A1 Integration Approval

This attachment documents the Integration Approval as referenced in the Component Lifecycle Process.

Motivation

Organizations across industries are currently using thousands of OSS components, including in their products, with open source penetration in vertical software stacks reaching up to 85% of the overall software used1. Therefore, it is important to use the right OSS components in the right way.

The integration approval helps the development team2 to:

  1. Introduce minimal shared standard for component evaluation and its documentation.
  2. Increase visibility and homogeneity in the team's portfolio
  3. Increase traceability of technology decisions.
  4. Prevent wasted effort for unacceptable components by performing early checks.

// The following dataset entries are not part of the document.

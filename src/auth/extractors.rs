use axum::{
    async_trait,
    extract::{FromRef, FromRequestParts},
    http::request::Parts,
};
use tracing::debug;
use uuid::Uuid;

use crate::{
    auth::{credentials::bearer_token, jwt::JwtKeys},
    error::ApiError,
};

/// Identity of the caller, established from a valid bearer session token.
/// Taking it as a handler argument puts the handler behind authentication;
/// the handler body only runs once the token has verified.
#[derive(Debug, Clone, Copy, PartialEq, Eq)]
pub struct AuthUser(pub Uuid);

#[async_trait]
impl<S> FromRequestParts<S> for AuthUser
where
    S: Send + Sync,
    JwtKeys: FromRef<S>,
{
    type Rejection = ApiError;

    async fn from_request_parts(parts: &mut Parts, state: &S) -> Result<Self, Self::Rejection> {
        let token = bearer_token(&parts.headers).map_err(|e| {
            debug!(error = %e, "rejecting request without bearer token");
            ApiError::Unauthorized
        })?;

        // Every verification failure looks the same from outside.
        let user_id = JwtKeys::from_ref(state).verify(token).map_err(|e| {
            debug!(error = %e, "rejecting request with invalid session token");
            ApiError::Unauthorized
        })?;

        Ok(AuthUser(user_id))
    }
}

The Integration Approval may include a check against an allow-list/deny-list or Open Source Usage policy.

In case of customer projects, the allow-list/deny-list might also be provided from customer side.

Required Information

The following information is collected in order to document the decision:

  1. Component: Name, version, release year, homepage and Openhub website of the corresponding component.
  2. License: To ensure the necessary legal right to use a component is in place, the required license information must be well documented:
    • Exact name and version of the license that has been declared by the authors.
    • Attached document with an original statement of the authors that the component is distributed under the given license (screenshot, PDF, email, etc.).
    • URL where the license statement was found (if it is available online)
    • If the license is not part of the declared license list, the license text itself must also be attached.
  3. Integration:
    • The development product/project that wants to use the component.
    • The development project/product responsible for the corresponding software project/product.
    • Type of integration (required to ensure compatibility with the OSS license).
    • The technical decision has to be documented (e.g. alternatives, used evaluation criteria, evaluation results, reasoning, results).

Administrative Process

It is suggested to document the approval process by using the existing approval workflow systems, but different parts of the organization can use an equivalent custom process instead.

The components used in a development project/product should be documented in a list of "expected Open Source components" in order to provide this list as reference to the A3 OSM Dependency Review (add link when document available).

Footnotes

  1. Why Do Enterprises Use and Contribute to Open Source Software

  2. Development team may range from a single customer project team or product development team up to a complete department or product group.